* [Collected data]
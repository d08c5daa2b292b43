use axum::{
    extract::{Path, Query, State},
    http::StatusCode,
    routing::get,
    Json, Router,
};
use uuid::Uuid;
use validator::Validate;

use crate::api::errors::ApiError;
use crate::api::guards::CurrentAdmin;
use crate::api::pagination::Page;
use crate::api::validation::normalize_ids;
use crate::core::state::AppState;
use crate::core::time::{format_primitive, primitive_now_utc};
use crate::db::models::Group;
use crate::repositories;
use crate::schemas::group::{
    GroupCreate, GroupDetailResponse, GroupListQuery, GroupResponse, GroupUpdate,
};
use crate::schemas::user::UserResponse;

pub(crate) fn router() -> Router<AppState> {
    Router::new()
        .route("/", get(list_groups).post(create_group))
        .route("/:group_id", get(get_group).put(update_group).delete(delete_group))
}

async fn list_groups(
    Query(params): Query<GroupListQuery>,
    CurrentAdmin(_admin): CurrentAdmin,
    State(state): State<AppState>,
) -> Result<Json<Vec<GroupResponse>>, ApiError> {
    let page = Page::new(params.skip, params.limit);
    let groups =
        repositories::groups::list(state.db(), params.search.as_deref(), page.skip, page.limit)
            .await
            .map_err(|e| ApiError::internal(e, "Failed to list groups"))?;

    Ok(Json(groups.into_iter().map(GroupResponse::from_summary).collect()))
}

async fn get_group(
    Path(group_id): Path<String>,
    CurrentAdmin(_admin): CurrentAdmin,
    State(state): State<AppState>,
) -> Result<Json<GroupDetailResponse>, ApiError> {
    let group = fetch_group(&state, &group_id).await?;
    detail_response(&state, group).await.map(Json)
}

async fn create_group(
    CurrentAdmin(admin): CurrentAdmin,
    State(state): State<AppState>,
    Json(payload): Json<GroupCreate>,
) -> Result<(StatusCode, Json<GroupDetailResponse>), ApiError> {
    payload.validate().map_err(|e| ApiError::BadRequest(e.to_string()))?;
    let name = payload.name.trim();
    ensure_name_free(&state, name, None).await?;

    let student_ids = normalize_ids(&payload.student_ids);
    let now = primitive_now_utc();

    let mut tx =
        state.db().begin().await.map_err(|e| ApiError::internal(e, "Failed to start transaction"))?;
    let group = repositories::groups::create(&mut *tx, &Uuid::new_v4().to_string(), name, now)
        .await
        .map_err(|e| ApiError::internal(e, "Failed to create group"))?;
    let assigned = repositories::groups::replace_members(&mut tx, &group.id, &student_ids, now)
        .await
        .map_err(|e| ApiError::internal(e, "Failed to assign group members"))?;
    tx.commit().await.map_err(|e| ApiError::internal(e, "Failed to commit group"))?;

    tracing::info!(
        admin_id = %admin.id,
        group_id = %group.id,
        students = assigned,
        action = "group_create",
        "Admin created group"
    );

    Ok((StatusCode::CREATED, Json(detail_response(&state, group).await?)))
}

async fn update_group(
    Path(group_id): Path<String>,
    CurrentAdmin(admin): CurrentAdmin,
    State(state): State<AppState>,
    Json(payload): Json<GroupUpdate>,
) -> Result<Json<GroupDetailResponse>, ApiError> {
    payload.validate().map_err(|e| ApiError::BadRequest(e.to_string()))?;
    let mut group = fetch_group(&state, &group_id).await?;
    let now = primitive_now_utc();

    let mut tx =
        state.db().begin().await.map_err(|e| ApiError::internal(e, "Failed to start transaction"))?;

    if let Some(name) = payload.name.as_deref().map(str::trim) {
        ensure_name_free(&state, name, Some(&group_id)).await?;
        group = repositories::groups::rename(&mut *tx, &group_id, name, now)
            .await
            .map_err(|e| ApiError::internal(e, "Failed to rename group"))?
            .ok_or_else(|| ApiError::NotFound("Group not found".to_string()))?;
    }

    if let Some(student_ids) = payload.student_ids.as_ref() {
        let student_ids = normalize_ids(student_ids);
        repositories::groups::replace_members(&mut tx, &group_id, &student_ids, now)
            .await
            .map_err(|e| ApiError::internal(e, "Failed to replace group members"))?;
    }

    tx.commit().await.map_err(|e| ApiError::internal(e, "Failed to commit group"))?;

    tracing::info!(
        admin_id = %admin.id,
        group_id = %group_id,
        action = "group_update",
        "Admin updated group"
    );

    Ok(Json(detail_response(&state, group).await?))
}

async fn delete_group(
    Path(group_id): Path<String>,
    CurrentAdmin(admin): CurrentAdmin,
    State(state): State<AppState>,
) -> Result<StatusCode, ApiError> {
    let deleted = repositories::groups::delete(state.db(), &group_id)
        .await
        .map_err(|e| ApiError::internal(e, "Failed to delete group"))?;
    if !deleted {
        return Err(ApiError::NotFound("Group not found".to_string()));
    }

    tracing::info!(
        admin_id = %admin.id,
        group_id = %group_id,
        action = "group_delete",
        "Admin deleted group"
    );
    Ok(StatusCode::NO_CONTENT)
}

async fn fetch_group(state: &AppState, group_id: &str) -> Result<Group, ApiError> {
    repositories::groups::find_by_id(state.db(), group_id)
        .await
        .map_err(|e| ApiError::internal(e, "Failed to fetch group"))?
        .ok_or_else(|| ApiError::NotFound("Group not found".to_string()))
}

async fn ensure_name_free(
    state: &AppState,
    name: &str,
    except_id: Option<&str>,
) -> Result<(), ApiError> {
    let taken = repositories::groups::name_taken(state.db(), name, except_id)
        .await
        .map_err(|e| ApiError::internal(e, "Failed to check group name"))?;
    if taken {
        return Err(ApiError::Conflict("Group with this name already exists".to_string()));
    }
    Ok(())
}

async fn detail_response(state: &AppState, group: Group) -> Result<GroupDetailResponse, ApiError> {
    let students = repositories::groups::list_members(state.db(), &group.id)
        .await
        .map_err(|e| ApiError::internal(e, "Failed to list group members"))?;

    Ok(GroupDetailResponse {
        id: group.id,
        name: group.name,
        created_at: format_primitive(group.created_at),
        students: students.into_iter().map(UserResponse::from_db).collect(),
    })
}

* [Exercise requirements] Transcribe every entry exactly as it reads.

* [Result]
repository d08c5daa2b292b43
use axum::{
    extract::{Path, Query, State},
    http::StatusCode,
    routing::get,
    Json, Router,
};
use uuid::Uuid;
use validator::Validate;

use crate::api::errors::ApiError;
use crate::api::guards::CurrentAdmin;
use crate::api::pagination::Page;
use crate::api::validation::normalize_ids;
use crate::core::state::AppState;
use crate::core::time::{format_primitive, primitive_now_utc};
use crate::db::models::Group;
use crate::repositories;
use crate::schemas::group::{
    GroupCreate, GroupDetailResponse, GroupListQuery, GroupResponse, GroupUpdate,
};
use crate::schemas::user::UserResponse;

pub(crate) fn router() -> Router<AppState> {
    Router::new()
        .route("/", get(list_groups).post(create_group))
        .route("/:group_id", get(get_group).put(update_group).delete(delete_group))
}

async fn list_groups(
    Query(params): Query<GroupListQuery>,
    CurrentAdmin(_admin): CurrentAdmin,
    State(state): State<AppState>,
) -> Result<Json<Vec<GroupResponse>>, ApiError> {
    let page = Page::new(params.skip, params.limit);
    let groups =
        repositories::groups::list(state.db(), params.search.as_deref(), page.skip, page.limit)
            .await
            .map_err(|e| ApiError::internal(e, "Failed to list groups"))?;

    Ok(Json(groups.into_iter().map(GroupResponse::from_summary).collect()))
}

async fn get_group(
    Path(group_id): Path<String>,
    CurrentAdmin(_admin): CurrentAdmin,
    State(state): State<AppState>,
) -> Result<Json<GroupDetailResponse>, ApiError> {
    let group = fetch_group(&state, &group_id).await?;
    detail_response(&state, group).await.map(Json)
}

async fn create_group(
    CurrentAdmin(admin): CurrentAdmin,
    State(state): State<AppState>,
    Json(payload): Json<GroupCreate>,
) -> Result<(StatusCode, Json<GroupDetailResponse>), ApiError> {
    payload.validate().map_err(|e| ApiError::BadRequest(e.to_string()))?;
    let name = payload.name.trim();
    ensure_name_free(&state, name, None).await?;

    let student_ids = normalize_ids(&payload.student_ids);
    let now = primitive_now_utc();

    let mut tx =
        state.db().begin().await.map_err(|e| ApiError::internal(e, "Failed to start transaction"))?;
    let group = repositories::groups::create(&mut *tx, &Uuid::new_v4().to_string(), name, now)
        .await
        .map_err(|e| ApiError::internal(e, "Failed to create group"))?;
    let assigned = repositories::groups::replace_members(&mut tx, &group.id, &student_ids, now)
        .await
        .map_err(|e| ApiError::internal(e, "Failed to assign group members"))?;
    tx.commit().await.map_err(|e| ApiError::internal(e, "Failed to commit group"))?;

    tracing::info!(
        admin_id = %admin.id,
        group_id = %group.id,
        students = assigned,
        action = "group_create",
        "Admin created group"
    );

    Ok((StatusCode::CREATED, Json(detail_response(&state, group).await?)))
}

async fn update_group(
    Path(group_id): Path<String>,
    CurrentAdmin(admin): CurrentAdmin,
    State(state): State<AppState>,
    Json(payload): Json<GroupUpdate>,
) -> Result<Json<GroupDetailResponse>, ApiError> {
    payload.validate().map_err(|e| ApiError::BadRequest(e.to_string()))?;
    let mut group = fetch_group(&state, &group_id).await?;
    let now = primitive_now_utc();

    let mut tx =
        state.db().begin().await.map_err(|e| ApiError::internal(e, "Failed to start transaction"))?;

    if let Some(name) = payload.name.as_deref().map(str::trim) {
        ensure_name_free(&state, name, Some(&group_id)).await?;
        group = repositories::groups::rename(&mut *tx, &group_id, name, now)
            .await
            .map_err(|e| ApiError::internal(e, "Failed to rename group"))?
            .ok_or_else(|| ApiError::NotFound("Group not found".to_string()))?;
    }

    if let Some(student_ids) = payload.student_ids.as_ref() {
        let student_ids = normalize_ids(student_ids);
        repositories::groups::replace_members(&mut tx, &group_id, &student_ids, now)
            .await
            .map_err(|e| ApiError::internal(e, "Failed to replace group members"))?;
    }

    tx.commit().await.map_err(|e| ApiError::internal(e, "Failed to commit group"))?;

    tracing::info!(
        admin_id = %admin.id,
        group_id = %group_id,
        action = "group_update",
        "Admin updated group"
    );

    Ok(Json(detail_response(&state, group).await?))
}

async fn delete_group(
    Path(group_id): Path<String>,
    CurrentAdmin(admin): CurrentAdmin,
    State(state): State<AppState>,
) -> Result<StatusCode, ApiError> {
    let deleted = repositories::groups::delete(state.db(), &group_id)
        .await
        .map_err(|e| ApiError::internal(e, "Failed to delete group"))?;
    if !deleted {
        return Err(ApiError::NotFound("Group not found".to_string()));
    }

    tracing::info!(
        admin_id = %admin.id,
        group_id = %group_id,
        action = "group_delete",
        "Admin deleted group"
    );
    Ok(StatusCode::NO_CONTENT)
}

async fn fetch_group(state: &AppState, group_id: &str) -> Result<Group, ApiError> {
    repositories::groups::find_by_id(state.db(), group_id)
        .await
        .map_err(|e| ApiError::internal(e, "Failed to fetch group"))?
        .ok_or_else(|| ApiError::NotFound("Group not found".to_string()))
}

async fn ensure_name_free(
    state: &AppState,
    name: &str,
    except_id: Option<&str>,
) -> Result<(), ApiError> {
    let taken = repositories::groups::name_taken(state.db(), name, except_id)
        .await
        .map_err(|e| ApiError::internal(e, "Failed to check group name"))?;
    if taken {
        return Err(ApiError::Conflict("Group with this name already exists".to_string()));
    }
    Ok(())
}

async fn detail_response(state: &AppState, group: Group) -> Result<GroupDetailResponse, ApiError> {
    let students = repositories::groups::list_members(state.db(), &group.id)
        .await
        .map_err(|e| ApiError::internal(e, "Failed to list group members"))?;

    Ok(GroupDetailResponse {
        id: group.id,
        name: group.name,
        created_at: format_primitive(group.created_at),
        students: students.into_iter().map(UserResponse::from_db).collect(),
    })
}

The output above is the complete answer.